Task goal. In the entries that follow, find each line with the word "octet" and copy it.
[[ Provided information open ]]
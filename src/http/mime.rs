//! MIME type detection module
//!
//! Returns the corresponding Content-Type based on file extension.
//! Covers the asset types a bundled frontend build actually ships.

/// Get MIME Content-Type based on file extension
///
/// # Examples
/// ```
/// use spadev::http::mime::get_content_type;
/// assert_eq!(get_content_type(Some("html")), "text/html; charset=utf-8");
/// assert_eq!(get_content_type(Some("map")), "application/json");
/// assert_eq!(get_content_type(None), "application/octet-stream");
/// ```
pub fn get_content_type(extension: Option<&str>) -> &'static str {
    match extension {
        // Documents
        Some("html" | "htm") => "text/html; charset=utf-8",
        Some("css") => "text/css",
        Some("txt") => "text/plain; charset=utf-8",
        Some("xml") => "application/xml",

        // Bundles
        Some("js" | "mjs") => "application/javascript",
        Some("json" | "map") => "application/json",
        Some("wasm") => "application/wasm",

        // Images
        Some("png") => "image/png",
        Some("jpg" | "jpeg") => "image/jpeg",
        Some("gif") => "image/gif",
        Some("svg") => "image/svg+xml",
        Some("ico") => "image/x-icon",
        Some("webp") => "image/webp",

        // Fonts
        Some("woff") => "font/woff",
        Some("woff2") => "font/woff2",
        Some("ttf") => "font/ttf",
        Some("otf") => "font/otf",

        // Default
        _ => "application/octet-stream",
    }
}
[[ Provided information closed ]]
Completed exercise.
/// assert_eq!(get_content_type(None), "application/octet-stream");
        _ => "application/octet-stream",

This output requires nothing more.